→ WORK TO BE COMPLETED: Repeat the listing in full. Nothing may be added or left out.

→ SUPPLIED RECORDS:
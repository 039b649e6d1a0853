//! Typed API facades
//!
//! One struct per API, built on a [`ResourceInvoker`](crate::resource::ResourceInvoker).
//! Resource handles expose each method with its required parameters as
//! arguments and everything else through [`OptParams`](crate::resource::OptParams).
//!
//! ```ignore
//! let calendar = CalendarService::new(GcpClient::new().await?);
//! calendar.events().delete("primary", "abc123", opt_params!()).await?;
//! ```

pub mod androidpublisher;
pub mod calendar;
pub mod cloudtrace;
pub mod drive;
pub mod fusiontables;

pub use androidpublisher::AndroidPublisherService;
pub use calendar::CalendarService;
pub use cloudtrace::CloudtraceService;
pub use drive::DriveService;
pub use fusiontables::FusiontablesService;
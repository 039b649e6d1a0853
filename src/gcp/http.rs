//! HTTP utilities for Google REST API calls

use super::transport::{HttpRequest, HttpResponse, Transport};
use crate::error::{InvokeError, Result};
use anyhow::Context;
use reqwest::Client;
use std::future::Future;
use std::time::Duration;
use url::Url;

/// Maximum length of response body to log (to avoid logging sensitive data)
const MAX_LOG_BODY_LENGTH: usize = 200;

/// Default user agent sent with every request
pub const DEFAULT_USER_AGENT: &str = concat!("gapi-rest/", env!("CARGO_PKG_VERSION"));

/// Sanitize response body for logging
/// Truncates long responses and strips non-printable characters
pub(crate) fn sanitize_for_log(body: &str) -> String {
    let truncated = if body.len() > MAX_LOG_BODY_LENGTH {
        let mut end = MAX_LOG_BODY_LENGTH;
        while !body.is_char_boundary(end) {
            end -= 1;
        }
        format!("{}... [truncated, {} bytes total]", &body[..end], body.len())
    } else {
        body.to_string()
    };

    truncated.replace(|c: char| !c.is_ascii_graphic() && c != ' ', "")
}

/// Unauthenticated HTTP transport.
///
/// Sends requests as built, optionally with a bearer token.
#[derive(Clone)]
pub struct GcpHttpClient {
    client: Client,
}

impl GcpHttpClient {
    /// Create a new HTTP client
    pub fn new() -> anyhow::Result<Self> {
        Self::with_options(DEFAULT_USER_AGENT, None)
    }

    /// Create a client with a custom user agent and request timeout
    pub fn with_options(user_agent: &str, timeout: Option<Duration>) -> anyhow::Result<Self> {
        let mut builder = Client::builder().user_agent(user_agent);
        if let Some(timeout) = timeout {
            builder = builder.timeout(timeout);
        }
        let client = builder.build().context("Failed to create HTTP client")?;

        Ok(Self { client })
    }

    /// Send a request, attaching `token` as a bearer token when given
    pub async fn execute(&self, request: HttpRequest, token: Option<&str>) -> Result<HttpResponse> {
        tracing::debug!("{} {}", request.method, request.url);

        let url = Url::parse(&request.url).map_err(InvokeError::network)?;
        let mut builder = self.client.request(request.method.into(), url);

        for (name, value) in &request.headers {
            builder = builder.header(name.as_str(), value.as_str());
        }
        if let Some(token) = token {
            builder = builder.bearer_auth(token);
        }
        if let Some(body) = request.body {
            builder = builder
                .header(reqwest::header::CONTENT_TYPE, "application/json")
                .body(body);
        }

        let response = builder.send().await.map_err(InvokeError::network)?;

        let status = response.status();
        let headers = response
            .headers()
            .iter()
            .filter_map(|(k, v)| v.to_str().ok().map(|v| (k.to_string(), v.to_string())))
            .collect();
        let body = response.text().await.map_err(InvokeError::network)?;

        if !status.is_success() {
            // Only log sanitized/truncated error bodies
            tracing::error!("API error: {} - {}", status, sanitize_for_log(&body));
        }

        Ok(HttpResponse {
            status: status.as_u16(),
            headers,
            body,
        })
    }
}

impl Transport for GcpHttpClient {
    fn send(&self, request: HttpRequest) -> impl Future<Output = Result<HttpResponse>> + Send {
        self.execute(request, None)
    }
}

/// Format an API error for display
/// Maps common statuses to short messages and never echoes raw bodies
pub fn format_api_error(error: &InvokeError) -> String {
    match error.status() {
        Some(403) => return "Permission denied. Check the granted OAuth scopes.".to_string(),
        Some(401) => {
            return "Authentication failed. Run 'gcloud auth application-default login'.".to_string()
        }
        Some(404) => return "Resource not found.".to_string(),
        Some(429) => return "Rate limit exceeded. Please try again later.".to_string(),
        Some(400) => return "Invalid request. Check your parameters.".to_string(),
        Some(409) => {
            return "Resource conflict. The resource may already exist or be in use.".to_string()
        }
        Some(500) | Some(503) => {
            return "Google service temporarily unavailable. Please try again.".to_string()
        }
        Some(_) => return "Request failed. Check your network connection and try again.".to_string(),
        None => {},
    }

    let error_str = error.to_string();
    let sanitized = error_str
        .chars()
        .filter(|c| c.is_ascii_graphic() || *c == ' ')
        .take(80)
        .collect::<String>();

    if sanitized.len() < error_str.len() {
        format!("{}...", sanitized)
    } else {
        sanitized
    }
}

#[cfg(test)]
mod tests {
    use super::*;

    #[test]
    fn test_sanitize_truncates_long_bodies() {
        let body = "a".repeat(500);
        let sanitized = sanitize_for_log(&body);
        assert!(sanitized.starts_with(&"a".repeat(200)));
        assert!(sanitized.ends_with("[truncated, 500 bytes total]"));
    }

    #[test]
    fn test_sanitize_strips_control_characters() {
        assert_eq!(sanitize_for_log("line1\nline2\t!"), "line1line2!");
    }

    #[test]
    fn test_format_api_error_maps_statuses() {
        let err = InvokeError::Transport {
            status: Some(404),
            body: "{\"error\": {\"message\": \"Not Found\"}}".to_string(),
        };
        assert_eq!(format_api_error(&err), "Resource not found.");

        let err = InvokeError::Transport {
            status: Some(418),
            body: String::new(),
        };
        assert!(format_api_error(&err).starts_with("Request failed"));
    }

    #[test]
    fn test_format_local_error_is_passed_through() {
        let err = InvokeError::MissingParameter {
            name: "fileId".to_string(),
        };
        assert_eq!(format_api_error(&err), "missing required parameter: fileId");
    }
}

→ EXERCISE SOLUTION:
repository 039b649e6d1a0853
//! Typed API facades
//!
//! One struct per API, built on a [`ResourceInvoker`](crate::resource::ResourceInvoker).
//! Resource handles expose each method with its required parameters as
//! arguments and everything else through [`OptParams`](crate::resource::OptParams).
//!
//! ```ignore
//! let calendar = CalendarService::new(GcpClient::new().await?);
//! calendar.events().delete("primary", "abc123", opt_params!()).await?;
//! ```

pub mod androidpublisher;
pub mod calendar;
pub mod cloudtrace;
pub mod drive;
pub mod fusiontables;

pub use androidpublisher::AndroidPublisherService;
pub use calendar::CalendarService;
pub use cloudtrace::CloudtraceService;
pub use drive::DriveService;
pub use fusiontables::FusiontablesService;
repository 039b649e6d1a0853
filename src/gcp/http.rs
//! HTTP utilities for Google REST API calls

use super::transport::{HttpRequest, HttpResponse, Transport};
use crate::error::{InvokeError, Result};
use anyhow::Context;
use reqwest::Client;
use std::future::Future;
use std::time::Duration;
use url::Url;

/// Maximum length of response body to log (to avoid logging sensitive data)
const MAX_LOG_BODY_LENGTH: usize = 200;

/// Default user agent sent with every request
pub const DEFAULT_USER_AGENT: &str = concat!("gapi-rest/", env!("CARGO_PKG_VERSION"));

/// Sanitize response body for logging
/// Truncates long responses and strips non-printable characters
pub(crate) fn sanitize_for_log(body: &str) -> String {
    let truncated = if body.len() > MAX_LOG_BODY_LENGTH {
        let mut end = MAX_LOG_BODY_LENGTH;
        while !body.is_char_boundary(end) {
            end -= 1;
        }
        format!("{}... [truncated, {} bytes total]", &body[..end], body.len())
    } else {
        body.to_string()
    };

    truncated.replace(|c: char| !c.is_ascii_graphic() && c != ' ', "")
}

/// Unauthenticated HTTP transport.
///
/// Sends requests as built, optionally with a bearer token.
#[derive(Clone)]
pub struct GcpHttpClient {
    client: Client,
}

impl GcpHttpClient {
    /// Create a new HTTP client
    pub fn new() -> anyhow::Result<Self> {
        Self::with_options(DEFAULT_USER_AGENT, None)
    }

    /// Create a client with a custom user agent and request timeout
    pub fn with_options(user_agent: &str, timeout: Option<Duration>) -> anyhow::Result<Self> {
        let mut builder = Client::builder().user_agent(user_agent);
        if let Some(timeout) = timeout {
            builder = builder.timeout(timeout);
        }
        let client = builder.build().context("Failed to create HTTP client")?;

        Ok(Self { client })
    }

    /// Send a request, attaching `token` as a bearer token when given
    pub async fn execute(&self, request: HttpRequest, token: Option<&str>) -> Result<HttpResponse> {
        tracing::debug!("{} {}", request.method, request.url);

        let url = Url::parse(&request.url).map_err(InvokeError::network)?;
        let mut builder = self.client.request(request.method.into(), url);

        for (name, value) in &request.headers {
            builder = builder.header(name.as_str(), value.as_str());
        }
        if let Some(token) = token {
            builder = builder.bearer_auth(token);
        }
        if let Some(body) = request.body {
            builder = builder
                .header(reqwest::header::CONTENT_TYPE, "application/json")
                .body(body);
        }

        let response = builder.send().await.map_err(InvokeError::network)?;

        let status = response.status();
        let headers = response
            .headers()
            .iter()
            .filter_map(|(k, v)| v.to_str().ok().map(|v| (k.to_string(), v.to_string())))
            .collect();
        let body = response.text().await.map_err(InvokeError::network)?;

        if !status.is_success() {
            // Only log sanitized/truncated error bodies
            tracing::error!("API error: {} - {}", status, sanitize_for_log(&body));
        }

        Ok(HttpResponse {
            status: status.as_u16(),
            headers,
            body,
        })
    }
}

impl Transport for GcpHttpClient {
    fn send(&self, request: HttpRequest) -> impl Future<Output = Result<HttpResponse>> + Send {
        self.execute(request, None)
    }
}

/// Format an API error for display
/// Maps common statuses to short messages and never echoes raw bodies
pub fn format_api_error(error: &InvokeError) -> String {
    match error.status() {
        Some(403) => return "Permission denied. Check the granted OAuth scopes.".to_string(),
        Some(401) => {
            return "Authentication failed. Run 'gcloud auth application-default login'.".to_string()
        }
        Some(404) => return "Resource not found.".to_string(),
        Some(429) => return "Rate limit exceeded. Please try again later.".to_string(),
        Some(400) => return "Invalid request. Check your parameters.".to_string(),
        Some(409) => {
            return "Resource conflict. The resource may already exist or be in use.".to_string()
        }
        Some(500) | Some(503) => {
            return "Google service temporarily unavailable. Please try again.".to_string()
        }
        Some(_) => return "Request failed. Check your network connection and try again.".to_string(),
        None => {},
    }

    let error_str = error.to_string();
    let sanitized = error_str
        .chars()
        .filter(|c| c.is_ascii_graphic() || *c == ' ')
        .take(80)
        .collect::<String>();

    if sanitized.len() < error_str.len() {
        format!("{}...", sanitized)
    } else {
        sanitized
    }
}

#[cfg(test)]
mod tests {
    use super::*;

    #[test]
    fn test_sanitize_truncates_long_bodies() {
        let body = "a".repeat(500);
        let sanitized = sanitize_for_log(&body);
        assert!(sanitized.starts_with(&"a".repeat(200)));
        assert!(sanitized.ends_with("[truncated, 500 bytes total]"));
    }

    #[test]
    fn test_sanitize_strips_control_characters() {
        assert_eq!(sanitize_for_log("line1\nline2\t!"), "line1line2!");
    }

    #[test]
    fn test_format_api_error_maps_statuses() {
        let err = InvokeError::Transport {
            status: Some(404),
            body: "{\"error\": {\"message\": \"Not Found\"}}".to_string(),
        };
        assert_eq!(format_api_error(&err), "Resource not found.");

        let err = InvokeError::Transport {
            status: Some(418),
            body: String::new(),
        };
        assert!(format_api_error(&err).starts_with("Request failed"));
    }

    #[test]
    fn test_format_local_error_is_passed_through() {
        let err = InvokeError::MissingParameter {
            name: "fileId".to_string(),
        };
        assert_eq!(format_api_error(&err), "missing required parameter: fileId");
    }
}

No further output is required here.